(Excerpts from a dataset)

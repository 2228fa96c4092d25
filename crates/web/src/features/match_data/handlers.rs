use axum::{
    Extension, Json,
    extract::{
        Path, State,
        rejection::{JsonRejection, PathRejection},
    },
    http::StatusCode,
    response::{IntoResponse, Response},
};
use storage::{
    dto::{common::ApiMessage, match_data::MatchSubmission},
    models::MatchRecord,
};

use crate::AppState;
use crate::error::{WebError, WebResult};
use crate::middleware::auth::AuthUser;

use super::services;

fn competition_id(path: Result<Path<i32>, PathRejection>) -> WebResult<i32> {
    path.map(|Path(id)| id)
        .map_err(|e| WebError::BadRequest(format!("Invalid competition id: {}", e.body_text())))
}

#[utoipa::path(
    get,
    path = "/api/data/{competition_id}",
    params(
        ("competition_id" = i32, Path, description = "Competition ID")
    ),
    security(
        ("bearer_auth" = [])
    ),
    responses(
        (status = 200, description = "Match data of the competition in submission order, or a failure message", body = Vec<MatchRecord>),
        (status = 401, description = "Missing or invalid token", body = ApiMessage)
    ),
    tag = "match-data"
)]
pub async fn list_match_data(
    State(state): State<AppState>,
    Extension(user): Extension<AuthUser>,
    path: Result<Path<i32>, PathRejection>,
) -> WebResult<Response> {
    let competition_id = competition_id(path)?;

    let records =
        services::list_match_data(state.store.as_ref(), competition_id, &user.username).await?;

    Ok(Json(records).into_response())
}

#[utoipa::path(
    post,
    path = "/api/data/{competition_id}",
    params(
        ("competition_id" = i32, Path, description = "Competition ID")
    ),
    request_body = MatchSubmission,
    security(
        ("bearer_auth" = [])
    ),
    responses(
        (status = 201, description = "Match data inserted or updated", body = ApiMessage),
        (status = 200, description = "Submission rejected; see message", body = ApiMessage),
        (status = 401, description = "Missing or invalid token", body = ApiMessage)
    ),
    tag = "match-data"
)]
pub async fn submit_match_data(
    State(state): State<AppState>,
    Extension(user): Extension<AuthUser>,
    path: Result<Path<i32>, PathRejection>,
    payload: Result<Json<MatchSubmission>, JsonRejection>,
) -> WebResult<Response> {
    let competition_id = competition_id(path)?;
    let Json(submission) = payload
        .map_err(|e| WebError::BadRequest(format!("Invalid match data: {}", e.body_text())))?;

    let outcome = services::submit_match_data(
        state.store.as_ref(),
        competition_id,
        &user.username,
        &submission,
    )
    .await?;

    Ok((StatusCode::CREATED, Json(ApiMessage::good(outcome.message()))).into_response())
}
use reqwest::StatusCode;
use serde::Deserialize;
use storage::{
    dto::{common::ApiMessage, match_data::MatchSubmission},
    models::MatchRecord,
};

use crate::error::{ClientError, Result};

/// The list endpoint answers with either the rows or a failure message.
#[derive(Debug, Deserialize)]
#[serde(untagged)]
enum ListResponse {
    Records(Vec<MatchRecord>),
    Failure(ApiMessage),
}

/// Authenticated access to a scouting server's match-data endpoints
pub struct ScoutingClient {
    base_url: String,
    token: String,
    client: reqwest::Client,
}

impl ScoutingClient {
    pub fn new(base_url: impl Into<String>, token: impl Into<String>) -> Result<Self> {
        Ok(Self {
            base_url: base_url.into().trim_end_matches('/').to_string(),
            token: token.into(),
            client: reqwest::Client::builder().build()?,
        })
    }

    fn data_url(&self, competition_id: i32) -> String {
        format!("{}/api/data/{}", self.base_url, competition_id)
    }

    /// Every match-data row of a competition, in submission order
    pub async fn list_records(&self, competition_id: i32) -> Result<Vec<MatchRecord>> {
        let response = self
            .client
            .get(self.data_url(competition_id))
            .bearer_auth(&self.token)
            .send()
            .await?;

        if response.status() == StatusCode::UNAUTHORIZED {
            return Err(ClientError::Unauthorized);
        }

        match response.json::<ListResponse>().await? {
            ListResponse::Records(records) => Ok(records),
            ListResponse::Failure(message) => Err(ClientError::Rejected(message)),
        }
    }

    /// Submit a team's match data; the returned message says whether a new
    /// row was created or an existing one corrected.
    pub async fn submit(
        &self,
        competition_id: i32,
        submission: &MatchSubmission,
    ) -> Result<ApiMessage> {
        let response = self
            .client
            .post(self.data_url(competition_id))
            .bearer_auth(&self.token)
            .json(submission)
            .send()
            .await?;

        if response.status() == StatusCode::UNAUTHORIZED {
            return Err(ClientError::Unauthorized);
        }

        let message = response.json::<ApiMessage>().await?;
        if message.is_good() {
            Ok(message)
        } else {
            Err(ClientError::Rejected(message))
        }
    }
}
use sqlx::PgPool;

use crate::error::Result;
use crate::models::Competition;

/// Repository for Competition database operations
pub struct CompetitionRepository<'a> {
    pool: &'a PgPool,
}

impl<'a> CompetitionRepository<'a> {
    /// Create a new CompetitionRepository
    pub fn new(pool: &'a PgPool) -> Self {
        Self { pool }
    }

    /// Get a competition by ID, only if it belongs to `username`
    pub async fn find_owned(&self, id: i32, username: &str) -> Result<Option<Competition>> {
        let competition = sqlx::query_as::<_, Competition>(
            r#"
            SELECT id, name, username
            FROM competitions
            WHERE id = $1 AND username = $2
            "#,
        )
        .bind(id)
        .bind(username)
        .fetch_optional(self.pool)
        .await?;

        Ok(competition)
    }
}
use axum::{Router, middleware, routing::get};

use super::handlers::{list_match_data, submit_match_data};
use crate::AppState;
use crate::middleware::auth::{TokenVerifier, require_auth};

pub fn routes(verifier: TokenVerifier) -> Router<AppState> {
    Router::new()
        .route(
            "/:competition_id",
            get(list_match_data).post(submit_match_data),
        )
        .route_layer(middleware::from_fn_with_state(verifier, require_auth))
}
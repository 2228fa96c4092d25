pub mod common;
pub mod match_data;
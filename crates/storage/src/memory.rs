//! Process-local [`MatchDataStore`] backing the test suites. Mirrors the
//! Postgres schema's unique identity index.

use std::collections::HashMap;

use async_trait::async_trait;
use chrono::NaiveDateTime;
use tokio::sync::RwLock;

use crate::dto::match_data::MatchSubmission;
use crate::error::{Result, StorageError};
use crate::models::{Competition, MatchRecord};
use crate::store::MatchDataStore;

type IdentityKey = (i32, i32, String);

#[derive(Debug, Default)]
struct Tables {
    competitions: Vec<Competition>,
    matches: Vec<MatchRecord>,
    identity: HashMap<IdentityKey, usize>,
    next_competition_id: i32,
    next_match_id: i64,
}

#[derive(Debug, Default)]
pub struct InMemoryStore {
    tables: RwLock<Tables>,
}

impl InMemoryStore {
    pub fn new() -> Self {
        Self::default()
    }

    pub async fn create_competition(&self, name: &str, username: &str) -> Competition {
        let mut tables = self.tables.write().await;
        tables.next_competition_id += 1;

        let competition = Competition {
            id: tables.next_competition_id,
            name: name.to_string(),
            username: username.to_string(),
        };
        tables.competitions.push(competition.clone());
        competition
    }

    pub async fn match_count(&self) -> usize {
        self.tables.read().await.matches.len()
    }
}

fn identity_key(competition_id: i32, submission: &MatchSubmission) -> IdentityKey {
    (
        competition_id,
        submission.team_number,
        submission.match_number.clone(),
    )
}

#[async_trait]
impl MatchDataStore for InMemoryStore {
    async fn find_owned_competition(
        &self,
        competition_id: i32,
        username: &str,
    ) -> Result<Option<Competition>> {
        let tables = self.tables.read().await;
        Ok(tables
            .competitions
            .iter()
            .find(|c| c.id == competition_id && c.username == username)
            .cloned())
    }

    async fn list_matches(&self, competition_id: i32) -> Result<Vec<MatchRecord>> {
        let tables = self.tables.read().await;
        // Rows are appended, so storage order is already id order.
        Ok(tables
            .matches
            .iter()
            .filter(|m| m.competition_id == competition_id)
            .cloned()
            .collect())
    }

    async fn update_match(
        &self,
        competition_id: i32,
        submission: &MatchSubmission,
        at: NaiveDateTime,
    ) -> Result<u64> {
        let mut tables = self.tables.write().await;
        let Some(&index) = tables.identity.get(&identity_key(competition_id, submission)) else {
            return Ok(0);
        };

        let existing = std::mem::take(&mut tables.matches[index]);
        tables.matches[index] = existing.with_measurements(submission, at);
        Ok(1)
    }

    async fn insert_match(
        &self,
        competition_id: i32,
        submission: &MatchSubmission,
        at: NaiveDateTime,
    ) -> Result<MatchRecord> {
        let mut tables = self.tables.write().await;

        if !tables.competitions.iter().any(|c| c.id == competition_id) {
            return Err(StorageError::NotFound);
        }

        let key = identity_key(competition_id, submission);
        if tables.identity.contains_key(&key) {
            return Err(StorageError::ConstraintViolation(
                "Match data already exists for this team and match".to_string(),
            ));
        }

        tables.next_match_id += 1;
        let record =
            MatchRecord::from_submission(tables.next_match_id, competition_id, submission, at);

        let index = tables.matches.len();
        tables.matches.push(record.clone());
        tables.identity.insert(key, index);
        Ok(record)
    }
}

#[cfg(test)]
mod tests {
    use super::*;

    fn now() -> NaiveDateTime {
        chrono::Utc::now().naive_utc()
    }

    #[tokio::test]
    async fn test_update_without_row_touches_nothing() {
        let store = InMemoryStore::new();
        let comp = store.create_competition("Regional", "alice").await;

        let submission = MatchSubmission::new(118, "12", "R1");
        let affected = store.update_match(comp.id, &submission, now()).await.unwrap();

        assert_eq!(affected, 0);
        assert_eq!(store.match_count().await, 0);
    }

    #[tokio::test]
    async fn test_duplicate_insert_is_constraint_violation() {
        let store = InMemoryStore::new();
        let comp = store.create_competition("Regional", "alice").await;
        let submission = MatchSubmission::new(118, "12", "R1");

        store.insert_match(comp.id, &submission, now()).await.unwrap();
        let err = store
            .insert_match(comp.id, &submission, now())
            .await
            .unwrap_err();

        assert!(err.is_unique_violation());
        assert_eq!(store.match_count().await, 1);
    }

    #[tokio::test]
    async fn test_same_key_in_other_competition_is_independent() {
        let store = InMemoryStore::new();
        let first = store.create_competition("Regional", "alice").await;
        let second = store.create_competition("District", "alice").await;
        let submission = MatchSubmission::new(118, "12", "R1");

        store.insert_match(first.id, &submission, now()).await.unwrap();
        store.insert_match(second.id, &submission, now()).await.unwrap();

        assert_eq!(store.list_matches(first.id).await.unwrap().len(), 1);
        assert_eq!(store.list_matches(second.id).await.unwrap().len(), 1);
    }

    #[tokio::test]
    async fn test_ownership_lookup_requires_matching_user() {
        let store = InMemoryStore::new();
        let comp = store.create_competition("Regional", "alice").await;

        assert!(
            store
                .find_owned_competition(comp.id, "alice")
                .await
                .unwrap()
                .is_some()
        );
        assert!(
            store
                .find_owned_competition(comp.id, "mallory")
                .await
                .unwrap()
                .is_none()
        );
        assert!(
            store
                .find_owned_competition(comp.id + 1, "alice")
                .await
                .unwrap()
                .is_none()
        );
    }
}
use axum::Router;
use std::{path::Path, sync::Arc, time::Duration};
use storage::MatchDataStore;
use tower_http::{
    cors::{Any, CorsLayer},
    services::{ServeDir, ServeFile},
};
use utoipa::OpenApi;
use utoipa_swagger_ui::SwaggerUi;

pub mod config;
pub mod error;
pub mod features;
pub mod middleware;


use features::match_data;
use middleware::auth::TokenVerifier;

/// Shared state handed to every handler
#[derive(Clone)]
pub struct AppState {
    pub store: Arc<dyn MatchDataStore>,
}

impl AppState {
    pub fn new(store: Arc<dyn MatchDataStore>) -> Self {
        Self { store }
    }
}

#[derive(OpenApi)]
#[openapi(
    paths(
        features::match_data::handlers::list_match_data,
        features::match_data::handlers::submit_match_data,
    ),
    components(
        schemas(
            storage::models::MatchRecord,
            storage::dto::match_data::MatchSubmission,
            storage::dto::common::ApiMessage,
            storage::dto::common::MessageType,
        )
    ),
    tags(
        (name = "match-data", description = "Scouted match data of a competition"),
    ),
    modifiers(&SecurityAddon)
)]
pub struct ApiDoc;

struct SecurityAddon;

impl utoipa::Modify for SecurityAddon {
    fn modify(&self, openapi: &mut utoipa::openapi::OpenApi) {
        if let Some(components) = openapi.components.as_mut() {
            components.add_security_scheme(
                "bearer_auth",
                utoipa::openapi::security::SecurityScheme::Http(
                    utoipa::openapi::security::HttpBuilder::new()
                        .scheme(utoipa::openapi::security::HttpAuthScheme::Bearer)
                        .bearer_format("JWT")
                        .build(),
                ),
            )
        }
    }
}

/// Assemble the HTTP application.
///
/// When `static_dir` is given, unmatched paths are served from it and fall
/// back to its `index.html` so client-side routes resolve.
pub fn build_router(state: AppState, verifier: TokenVerifier, static_dir: Option<&Path>) -> Router {
    let cors = CorsLayer::new()
        .allow_origin(Any)
        .allow_methods(Any)
        .allow_headers(Any)
        .max_age(Duration::from_secs(3600));

    let api = Router::new().nest("/data", match_data::routes::routes(verifier));

    let mut router = Router::new()
        .nest("/api", api)
        .merge(SwaggerUi::new("/swagger-ui").url("/api-docs/openapi.json", ApiDoc::openapi()));

    if let Some(dir) = static_dir {
        let index = ServeFile::new(dir.join("index.html"));
        router = router.fallback_service(ServeDir::new(dir).fallback(index));
    }

    router.layer(cors).with_state(state)
}
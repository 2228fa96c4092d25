/// Driver-station designators a robot can occupy in a match.
pub const ROBOT_STATIONS: &[&str] = &["R1", "R2", "R3", "B1", "B2", "B3"];

pub fn is_robot_station(station: &str) -> bool {
    ROBOT_STATIONS.contains(&station)
}

#[cfg(test)]
mod tests {
    use super::*;

    #[test]
    fn test_known_stations() {
        assert!(is_robot_station("R1"));
        assert!(is_robot_station("B3"));
        assert!(!is_robot_station("r1"));
        assert!(!is_robot_station("R4"));
        assert!(!is_robot_station(""));
    }
}
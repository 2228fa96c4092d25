//! Record synchronization: the upsert-by-identity-key write path for match
//! data and its ownership-checked read path.
//!
//! A submission is applied by first updating the row that carries its
//! `(competition, team, match)` key and inserting only when that update
//! touched nothing. The same call therefore serves first submissions and
//! corrections, and the caller learns which one happened from
//! [`SyncOutcome`].
//!
//! The two statements are not atomic. Two first submissions for the same key
//! can both miss on update; the unique identity index rejects the second
//! insert and that is reported as [`SyncError::Conflict`].

use std::fmt;

use chrono::Utc;
use thiserror::Error;
use validator::{Validate, ValidationErrors};

use crate::dto::match_data::MatchSubmission;
use crate::error::StorageError;
use crate::models::MatchRecord;
use crate::store::MatchDataStore;

/// Which write the synchronizer performed
#[derive(Debug, Clone, Copy, PartialEq, Eq)]
pub enum SyncOutcome {
    Inserted,
    Updated,
}

impl SyncOutcome {
    pub fn message(self) -> &'static str {
        match self {
            Self::Inserted => "Successfully posted new match data",
            Self::Updated => "Successfully updated existing match data",
        }
    }
}

/// The storage call a failure happened in
#[derive(Debug, Clone, Copy, PartialEq, Eq)]
pub enum SyncStage {
    OwnershipLookup,
    ListRecords,
    Update,
    Insert,
}

impl SyncStage {
    /// Short label shown to the caller in place of the storage error
    pub fn message(self) -> &'static str {
        match self {
            Self::OwnershipLookup => "Failed to get competitions",
            Self::ListRecords => "Failed to get match data",
            Self::Update => "Failed to attempt updating existing match data",
            Self::Insert => "Failed to post new match data",
        }
    }
}

impl fmt::Display for SyncStage {
    fn fmt(&self, f: &mut fmt::Formatter<'_>) -> fmt::Result {
        let name = match self {
            Self::OwnershipLookup => "ownership lookup",
            Self::ListRecords => "list records",
            Self::Update => "update",
            Self::Insert => "insert",
        };
        f.write_str(name)
    }
}

#[derive(Debug, Error)]
pub enum SyncError {
    /// The competition does not exist or belongs to someone else; the two
    /// cases are not distinguished.
    #[error("competition is not available to this user")]
    Unauthorized,

    #[error("storage failure during {stage}: {source}")]
    StorageFailure {
        stage: SyncStage,
        #[source]
        source: StorageError,
    },

    #[error("conflicting submission for team {team_number} match {match_number}")]
    Conflict {
        team_number: i32,
        match_number: String,
    },

    #[error("invalid match data: {0}")]
    ValidationFailure(#[from] ValidationErrors),
}

impl SyncError {
    fn storage(stage: SyncStage) -> impl FnOnce(StorageError) -> Self {
        move |source| {
            tracing::error!(%stage, error = ?source, "Match data storage failure");
            Self::StorageFailure { stage, source }
        }
    }
}

pub type SyncResult<T> = std::result::Result<T, SyncError>;

pub struct RecordSynchronizer<'a> {
    store: &'a dyn MatchDataStore,
}

impl<'a> RecordSynchronizer<'a> {
    pub fn new(store: &'a dyn MatchDataStore) -> Self {
        Self { store }
    }

    async fn authorize(&self, competition_id: i32, username: &str) -> SyncResult<()> {
        let competition = self
            .store
            .find_owned_competition(competition_id, username)
            .await
            .map_err(SyncError::storage(SyncStage::OwnershipLookup))?;

        if competition.is_none() {
            tracing::warn!(competition_id, username, "Competition not owned by user");
            return Err(SyncError::Unauthorized);
        }

        Ok(())
    }

    /// Apply a submission: update the row for its key, or insert one if none
    /// exists.
    pub async fn synchronize(
        &self,
        competition_id: i32,
        username: &str,
        submission: &MatchSubmission,
    ) -> SyncResult<SyncOutcome> {
        self.authorize(competition_id, username).await?;

        submission.validate()?;

        let now = Utc::now().naive_utc();

        let affected = self
            .store
            .update_match(competition_id, submission, now)
            .await
            .map_err(SyncError::storage(SyncStage::Update))?;

        let outcome = if affected > 0 {
            SyncOutcome::Updated
        } else {
            match self
                .store
                .insert_match(competition_id, submission, now)
                .await
            {
                Ok(_) => SyncOutcome::Inserted,
                Err(e) if e.is_unique_violation() => {
                    tracing::warn!(
                        competition_id,
                        team_number = submission.team_number,
                        match_number = %submission.match_number,
                        "Concurrent first submission lost the insert race"
                    );
                    return Err(SyncError::Conflict {
                        team_number: submission.team_number,
                        match_number: submission.match_number.clone(),
                    });
                }
                // The competition vanished between the ownership check and the insert
                Err(e) if e.is_foreign_key_violation() || matches!(e, StorageError::NotFound) => {
                    return Err(SyncError::Unauthorized);
                }
                Err(e) => return Err(SyncError::storage(SyncStage::Insert)(e)),
            }
        };

        tracing::info!(
            competition_id,
            team_number = submission.team_number,
            match_number = %submission.match_number,
            ?outcome,
            "Match data synchronized"
        );

        Ok(outcome)
    }

    /// Every record of an owned competition, in insertion order.
    pub async fn list_records(
        &self,
        competition_id: i32,
        username: &str,
    ) -> SyncResult<Vec<MatchRecord>> {
        self.authorize(competition_id, username).await?;

        self.store
            .list_matches(competition_id)
            .await
            .map_err(SyncError::storage(SyncStage::ListRecords))
    }
}
pub mod match_data;
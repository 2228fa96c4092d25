use serde::{Deserialize, Deserializer, Serialize};
use utoipa::ToSchema;
use validator::{Validate, ValidationError};

use crate::models::is_robot_station;

/// Request payload for submitting (or correcting) one team's match data.
///
/// The identity key is `(competition, team_number, match_number)`; the
/// competition comes from the request path.
#[derive(Debug, Clone, PartialEq, Serialize, Deserialize, Validate, ToSchema)]
#[serde(rename_all = "camelCase")]
pub struct MatchSubmission {
    #[serde(default)]
    pub updated: bool,

    #[validate(range(min = 1, message = "Team number must be positive"))]
    pub team_number: i32,

    #[validate(length(
        min = 1,
        max = 32,
        message = "Match number must be between 1 and 32 characters"
    ))]
    #[serde(deserialize_with = "string_or_integer")]
    #[schema(value_type = String)]
    pub match_number: String,

    #[validate(custom(function = "validate_station"))]
    pub robot_station: String,

    #[validate(custom(function = "validate_json_array"))]
    #[serde(default = "empty_array")]
    pub event_array: String,

    #[validate(custom(function = "validate_heatmap"))]
    #[serde(default = "empty_array")]
    pub outer_heatmap: String,

    #[validate(custom(function = "validate_heatmap"))]
    #[serde(default = "empty_array")]
    pub inner_heatmap: String,

    #[validate(custom(function = "validate_heatmap"))]
    #[serde(default = "empty_array")]
    pub pickup_heatmap: String,

    #[validate(range(min = 0.0))]
    #[serde(default)]
    pub cross_line: f64,

    #[validate(range(min = 0.0))]
    #[serde(default)]
    pub number_bottom_auto: f64,

    #[validate(range(min = 0.0))]
    #[serde(default)]
    pub number_outer_auto: f64,

    #[validate(range(min = 0.0))]
    #[serde(default)]
    pub number_inner_auto: f64,

    #[validate(range(min = 0.0))]
    #[serde(default)]
    pub number_bottom: f64,

    #[validate(range(min = 0.0))]
    #[serde(default)]
    pub number_outer: f64,

    #[validate(range(min = 0.0))]
    #[serde(default)]
    pub number_inner: f64,

    #[validate(range(min = 0.0))]
    #[serde(default)]
    pub number_pickup: f64,

    #[validate(range(min = 0.0))]
    #[serde(default)]
    pub time_defended: f64,

    #[validate(range(min = 0.0))]
    #[serde(default)]
    pub time_defending: f64,

    #[validate(range(min = 0.0))]
    #[serde(default)]
    pub number_fouls: f64,

    #[validate(range(min = 0.0))]
    #[serde(default)]
    pub defense_quality: f64,

    #[validate(range(min = 0.0))]
    #[serde(default)]
    pub time_mal: f64,

    #[validate(range(min = 0.0))]
    #[serde(default)]
    pub time_rotation: f64,

    #[validate(range(min = 0.0))]
    #[serde(default)]
    pub time_position: f64,

    #[validate(range(min = 0.0))]
    #[serde(default)]
    pub success_rotation: f64,

    #[validate(range(min = 0.0))]
    #[serde(default)]
    pub success_position: f64,

    #[validate(range(min = 0.0))]
    #[serde(default)]
    pub endgame_score: f64,

    #[validate(range(min = 0.0))]
    #[serde(default)]
    pub endgame_level: f64,

    #[validate(range(min = 0.0))]
    #[serde(default)]
    pub score: f64,

    #[validate(length(max = 2000))]
    #[serde(default)]
    pub comments: String,

    #[validate(length(max = 255))]
    #[serde(default)]
    pub scout_name: String,
}

impl MatchSubmission {
    /// Minimal submission for a team and match with every metric zeroed.
    pub fn new(team_number: i32, match_number: impl Into<String>, robot_station: &str) -> Self {
        Self {
            updated: false,
            team_number,
            match_number: match_number.into(),
            robot_station: robot_station.to_string(),
            event_array: empty_array(),
            outer_heatmap: empty_array(),
            inner_heatmap: empty_array(),
            pickup_heatmap: empty_array(),
            cross_line: 0.0,
            number_bottom_auto: 0.0,
            number_outer_auto: 0.0,
            number_inner_auto: 0.0,
            number_bottom: 0.0,
            number_outer: 0.0,
            number_inner: 0.0,
            number_pickup: 0.0,
            time_defended: 0.0,
            time_defending: 0.0,
            number_fouls: 0.0,
            defense_quality: 0.0,
            time_mal: 0.0,
            time_rotation: 0.0,
            time_position: 0.0,
            success_rotation: 0.0,
            success_position: 0.0,
            endgame_score: 0.0,
            endgame_level: 0.0,
            score: 0.0,
            comments: String::new(),
            scout_name: String::new(),
        }
    }
}

fn empty_array() -> String {
    "[]".to_string()
}

/// Scouting tablets send match numbers either as numbers or as labels.
fn string_or_integer<'de, D>(deserializer: D) -> Result<String, D::Error>
where
    D: Deserializer<'de>,
{
    #[derive(Deserialize)]
    #[serde(untagged)]
    enum StringOrInteger {
        String(String),
        Integer(i64),
    }

    Ok(match StringOrInteger::deserialize(deserializer)? {
        StringOrInteger::String(s) => s,
        StringOrInteger::Integer(n) => n.to_string(),
    })
}

fn validate_station(station: &str) -> Result<(), ValidationError> {
    if is_robot_station(station) {
        Ok(())
    } else {
        Err(ValidationError::new("invalid_station"))
    }
}

fn validate_json_array(raw: &str) -> Result<(), ValidationError> {
    match serde_json::from_str::<serde_json::Value>(raw) {
        Ok(serde_json::Value::Array(_)) => Ok(()),
        _ => Err(ValidationError::new("invalid_json_array")),
    }
}

fn validate_heatmap(raw: &str) -> Result<(), ValidationError> {
    match serde_json::from_str::<Vec<f64>>(raw) {
        Ok(cells) if cells.iter().all(|c| c.is_finite() && *c >= 0.0) => Ok(()),
        _ => Err(ValidationError::new("invalid_heatmap")),
    }
}

#[cfg(test)]
mod tests {
    use super::*;
    use serde_json::json;

    #[test]
    fn test_deserialize_with_numeric_match_number() {
        let submission: MatchSubmission = serde_json::from_value(json!({
            "teamNumber": 118,
            "matchNumber": 12,
            "robotStation": "R2",
            "defenseQuality": 2,
            "endgameScore": 1,
        }))
        .unwrap();

        assert_eq!(submission.match_number, "12");
        assert_eq!(submission.defense_quality, 2.0);
        assert_eq!(submission.endgame_score, 1.0);
        assert_eq!(submission.outer_heatmap, "[]");
        assert!(!submission.updated);
        assert!(submission.validate().is_ok());
    }

    #[test]
    fn test_deserialize_with_textual_match_number() {
        let submission: MatchSubmission = serde_json::from_value(json!({
            "teamNumber": 118,
            "matchNumber": "QF2",
            "robotStation": "B1",
        }))
        .unwrap();

        assert_eq!(submission.match_number, "QF2");
    }

    #[test]
    fn test_text_with_quotes_is_accepted_verbatim() {
        let mut submission = MatchSubmission::new(118, "12", "R1");
        submission.comments = r#"Robot "tipped"; driver's fault \ retry"#.to_string();
        submission.scout_name = "O'Brien".to_string();

        assert!(submission.validate().is_ok());
    }

    #[test]
    fn test_rejects_unknown_station() {
        let submission = MatchSubmission::new(118, "12", "G7");
        let errors = submission.validate().unwrap_err();
        assert!(errors.field_errors().contains_key("robot_station"));
    }

    #[test]
    fn test_rejects_negative_metric_and_bad_team() {
        let mut submission = MatchSubmission::new(0, "12", "R1");
        submission.time_defending = -1.5;

        let errors = submission.validate().unwrap_err();
        let fields = errors.field_errors();
        assert!(fields.contains_key("team_number"));
        assert!(fields.contains_key("time_defending"));
    }

    #[test]
    fn test_rejects_malformed_heatmap() {
        let mut submission = MatchSubmission::new(118, "12", "R1");
        submission.inner_heatmap = "[1, 2, \"x\"]".to_string();
        submission.pickup_heatmap = "1,2,3".to_string();

        let errors = submission.validate().unwrap_err();
        let fields = errors.field_errors();
        assert!(fields.contains_key("inner_heatmap"));
        assert!(fields.contains_key("pickup_heatmap"));
        assert!(!fields.contains_key("outer_heatmap"));
    }

    #[test]
    fn test_rejects_empty_match_number() {
        let submission = MatchSubmission::new(118, "", "R1");
        let errors = submission.validate().unwrap_err();
        assert!(errors.field_errors().contains_key("match_number"));
    }
}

→ Directions for this task
Reproduce each line of the data containing the word "first".

→ Written response
        let first = store.create_competition("Regional", "alice").await;
        store.insert_match(first.id, &submission, now()).await.unwrap();
        assert_eq!(store.list_matches(first.id).await.unwrap().len(), 1);
//! A submission is applied by first updating the row that carries its
//! touched nothing. The same call therefore serves first submissions and
//! The two statements are not atomic. Two first submissions for the same key
                        "Concurrent first submission lost the insert race"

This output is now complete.